--- Material to process ---

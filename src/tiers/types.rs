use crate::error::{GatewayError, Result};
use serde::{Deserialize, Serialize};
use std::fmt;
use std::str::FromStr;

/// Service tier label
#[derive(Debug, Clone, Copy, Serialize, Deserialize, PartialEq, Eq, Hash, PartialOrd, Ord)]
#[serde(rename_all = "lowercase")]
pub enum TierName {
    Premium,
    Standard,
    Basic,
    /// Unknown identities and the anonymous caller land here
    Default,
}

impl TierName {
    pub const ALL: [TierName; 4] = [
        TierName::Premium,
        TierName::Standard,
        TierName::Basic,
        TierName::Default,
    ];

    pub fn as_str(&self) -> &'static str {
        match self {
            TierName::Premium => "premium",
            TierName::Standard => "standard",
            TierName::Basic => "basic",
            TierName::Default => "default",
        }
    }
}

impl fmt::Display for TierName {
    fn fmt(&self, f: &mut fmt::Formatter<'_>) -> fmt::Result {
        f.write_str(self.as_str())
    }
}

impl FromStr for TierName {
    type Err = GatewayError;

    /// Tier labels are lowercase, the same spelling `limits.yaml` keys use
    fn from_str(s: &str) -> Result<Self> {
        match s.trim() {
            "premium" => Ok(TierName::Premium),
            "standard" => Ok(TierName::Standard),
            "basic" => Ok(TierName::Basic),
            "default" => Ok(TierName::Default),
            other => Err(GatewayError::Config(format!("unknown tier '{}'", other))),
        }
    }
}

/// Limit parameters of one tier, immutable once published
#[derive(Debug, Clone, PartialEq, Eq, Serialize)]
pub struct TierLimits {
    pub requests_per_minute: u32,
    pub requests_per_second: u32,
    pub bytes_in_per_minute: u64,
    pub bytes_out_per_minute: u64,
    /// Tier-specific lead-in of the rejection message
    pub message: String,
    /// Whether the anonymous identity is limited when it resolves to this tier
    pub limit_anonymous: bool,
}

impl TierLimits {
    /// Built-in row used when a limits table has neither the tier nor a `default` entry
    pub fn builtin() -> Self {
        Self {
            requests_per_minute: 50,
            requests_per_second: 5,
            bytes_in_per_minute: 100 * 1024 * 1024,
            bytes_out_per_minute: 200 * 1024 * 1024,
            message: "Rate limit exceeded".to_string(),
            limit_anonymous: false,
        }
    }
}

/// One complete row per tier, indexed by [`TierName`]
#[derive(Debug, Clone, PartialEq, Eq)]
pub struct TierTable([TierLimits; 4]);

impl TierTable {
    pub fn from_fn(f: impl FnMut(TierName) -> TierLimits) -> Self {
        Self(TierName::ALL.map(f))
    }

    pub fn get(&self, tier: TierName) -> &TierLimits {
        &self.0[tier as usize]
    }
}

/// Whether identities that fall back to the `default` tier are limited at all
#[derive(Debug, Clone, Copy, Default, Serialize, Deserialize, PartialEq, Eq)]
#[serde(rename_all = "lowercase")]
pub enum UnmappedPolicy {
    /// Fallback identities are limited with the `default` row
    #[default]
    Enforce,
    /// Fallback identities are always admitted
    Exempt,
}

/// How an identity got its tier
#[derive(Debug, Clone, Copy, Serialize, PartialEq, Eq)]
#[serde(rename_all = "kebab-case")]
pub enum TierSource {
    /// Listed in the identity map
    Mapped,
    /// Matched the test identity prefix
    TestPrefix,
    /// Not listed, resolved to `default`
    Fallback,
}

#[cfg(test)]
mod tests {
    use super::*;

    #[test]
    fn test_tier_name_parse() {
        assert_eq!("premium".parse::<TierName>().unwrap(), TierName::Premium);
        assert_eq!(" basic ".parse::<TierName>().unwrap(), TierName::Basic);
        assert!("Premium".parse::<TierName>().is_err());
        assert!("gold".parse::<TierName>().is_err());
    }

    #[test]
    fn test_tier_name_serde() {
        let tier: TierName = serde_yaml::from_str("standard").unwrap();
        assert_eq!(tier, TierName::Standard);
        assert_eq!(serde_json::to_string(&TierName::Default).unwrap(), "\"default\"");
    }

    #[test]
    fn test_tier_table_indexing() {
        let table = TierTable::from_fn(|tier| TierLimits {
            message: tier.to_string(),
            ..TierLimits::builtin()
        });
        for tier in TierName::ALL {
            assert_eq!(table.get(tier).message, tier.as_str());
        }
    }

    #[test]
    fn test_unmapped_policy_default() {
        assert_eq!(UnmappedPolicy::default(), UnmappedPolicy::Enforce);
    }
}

---
--- Material to process ---

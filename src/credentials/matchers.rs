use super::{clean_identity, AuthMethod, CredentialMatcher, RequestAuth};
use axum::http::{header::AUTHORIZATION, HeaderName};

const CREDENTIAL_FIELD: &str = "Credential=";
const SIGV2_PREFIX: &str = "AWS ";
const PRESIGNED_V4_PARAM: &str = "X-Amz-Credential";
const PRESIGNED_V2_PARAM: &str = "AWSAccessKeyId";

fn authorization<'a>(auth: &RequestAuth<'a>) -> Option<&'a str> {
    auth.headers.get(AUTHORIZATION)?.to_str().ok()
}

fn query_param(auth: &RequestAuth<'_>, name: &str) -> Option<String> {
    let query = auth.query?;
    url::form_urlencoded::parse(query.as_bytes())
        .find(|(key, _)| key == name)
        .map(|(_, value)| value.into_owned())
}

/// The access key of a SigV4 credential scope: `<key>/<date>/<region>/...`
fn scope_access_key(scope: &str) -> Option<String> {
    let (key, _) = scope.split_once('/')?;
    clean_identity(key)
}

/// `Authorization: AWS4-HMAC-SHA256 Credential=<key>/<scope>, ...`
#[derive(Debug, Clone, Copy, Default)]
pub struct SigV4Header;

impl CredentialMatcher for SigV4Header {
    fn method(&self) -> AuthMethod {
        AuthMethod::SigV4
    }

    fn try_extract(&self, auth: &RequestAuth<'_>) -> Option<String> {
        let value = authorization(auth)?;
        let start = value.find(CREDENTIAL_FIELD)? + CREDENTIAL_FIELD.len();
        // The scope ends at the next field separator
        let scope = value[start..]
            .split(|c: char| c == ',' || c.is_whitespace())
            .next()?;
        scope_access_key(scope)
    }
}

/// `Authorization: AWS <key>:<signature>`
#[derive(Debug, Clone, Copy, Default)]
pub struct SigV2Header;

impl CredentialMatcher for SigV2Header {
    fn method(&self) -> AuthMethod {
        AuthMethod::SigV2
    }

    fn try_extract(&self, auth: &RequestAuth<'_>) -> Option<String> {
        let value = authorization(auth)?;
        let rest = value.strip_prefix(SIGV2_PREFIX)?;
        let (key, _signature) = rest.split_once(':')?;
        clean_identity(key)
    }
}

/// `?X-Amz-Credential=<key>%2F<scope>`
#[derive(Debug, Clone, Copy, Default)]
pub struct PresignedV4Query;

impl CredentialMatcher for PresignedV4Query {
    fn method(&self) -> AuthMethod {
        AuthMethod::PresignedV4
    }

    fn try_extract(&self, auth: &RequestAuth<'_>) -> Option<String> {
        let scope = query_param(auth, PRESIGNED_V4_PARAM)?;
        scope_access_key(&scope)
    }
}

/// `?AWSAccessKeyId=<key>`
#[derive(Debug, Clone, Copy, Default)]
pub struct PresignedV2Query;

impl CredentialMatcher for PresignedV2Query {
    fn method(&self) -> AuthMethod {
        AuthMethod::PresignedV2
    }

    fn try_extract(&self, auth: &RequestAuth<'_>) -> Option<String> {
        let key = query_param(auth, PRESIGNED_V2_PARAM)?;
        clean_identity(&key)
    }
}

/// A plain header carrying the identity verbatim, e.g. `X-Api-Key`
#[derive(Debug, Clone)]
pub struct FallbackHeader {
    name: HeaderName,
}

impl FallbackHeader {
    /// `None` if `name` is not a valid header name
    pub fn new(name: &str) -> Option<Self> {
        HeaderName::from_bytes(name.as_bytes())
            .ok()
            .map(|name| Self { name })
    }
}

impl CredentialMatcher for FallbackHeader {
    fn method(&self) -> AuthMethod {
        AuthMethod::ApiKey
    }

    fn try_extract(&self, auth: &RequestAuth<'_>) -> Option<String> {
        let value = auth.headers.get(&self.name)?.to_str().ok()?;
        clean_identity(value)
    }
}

---
--- Material to process ---

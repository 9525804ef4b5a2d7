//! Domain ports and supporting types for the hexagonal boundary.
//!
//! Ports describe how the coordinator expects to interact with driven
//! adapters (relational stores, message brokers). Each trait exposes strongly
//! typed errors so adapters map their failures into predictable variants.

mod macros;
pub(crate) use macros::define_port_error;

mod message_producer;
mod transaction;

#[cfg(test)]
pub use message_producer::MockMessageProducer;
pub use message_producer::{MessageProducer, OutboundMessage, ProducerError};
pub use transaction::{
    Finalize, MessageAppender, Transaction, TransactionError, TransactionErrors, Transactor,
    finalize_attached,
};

---

## Problem details
Copy out the lines of the records above in which the string "struct" appears.

## Reply to the exercise
pub struct TierLimits {
pub struct TierTable([TierLimits; 4]);
pub struct SigV4Header;
pub struct SigV2Header;
pub struct PresignedV4Query;
pub struct PresignedV2Query;
pub struct FallbackHeader {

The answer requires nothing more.